● Exercise
Every entry is to be set down a second time, precisely as written.

● Source records

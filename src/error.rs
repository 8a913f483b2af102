use rusqlite::Error as RusqliteError;
use std::io;
use std::path::PathBuf;
use thiserror::Error;

#[derive(Error, Debug)]
pub enum OrphanSweepError {
    #[error("I/O error: {0}")]
    IoError(#[from] io::Error), // Converts io::Error into OrphanSweepError automatically

    #[error("Database error: {0}")]
    DatabaseError(#[from] RusqliteError), // Converts rusqlite::Error automatically

    #[error("Unable to infer hash algorithm from digest of length {0}")]
    UnknownHashLength(usize),

    #[error("Digest length {got} does not match the {expected} expected for {algorithm}")]
    DigestMismatch {
        algorithm: &'static str,
        got: usize,
        expected: usize,
    },

    #[error("Refusing to touch path outside the base folder: {0}")]
    PathOutsideBase(PathBuf),

    #[error("Remote daemon unavailable: {0}")]
    RemoteUnavailable(String),

    #[error("Configuration error: {0}")]
    ConfigError(String),

    #[error("Error: {0}")]
    Error(String), // Allows custom application errors
}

● The answer
filename src/error.rs
repository 8a913f483b2af102
use rusqlite::Error as RusqliteError;
use std::io;
use std::path::PathBuf;
use thiserror::Error;

#[derive(Error, Debug)]
pub enum OrphanSweepError {
    #[error("I/O error: {0}")]
    IoError(#[from] io::Error), // Converts io::Error into OrphanSweepError automatically

    #[error("Database error: {0}")]
    DatabaseError(#[from] RusqliteError), // Converts rusqlite::Error automatically

    #[error("Unable to infer hash algorithm from digest of length {0}")]
    UnknownHashLength(usize),

    #[error("Digest length {got} does not match the {expected} expected for {algorithm}")]
    DigestMismatch {
        algorithm: &'static str,
        got: usize,
        expected: usize,
    },

    #[error("Refusing to touch path outside the base folder: {0}")]
    PathOutsideBase(PathBuf),

    #[error("Remote daemon unavailable: {0}")]
    RemoteUnavailable(String),

    #[error("Configuration error: {0}")]
    ConfigError(String),

    #[error("Error: {0}")]
    Error(String), // Allows custom application errors
}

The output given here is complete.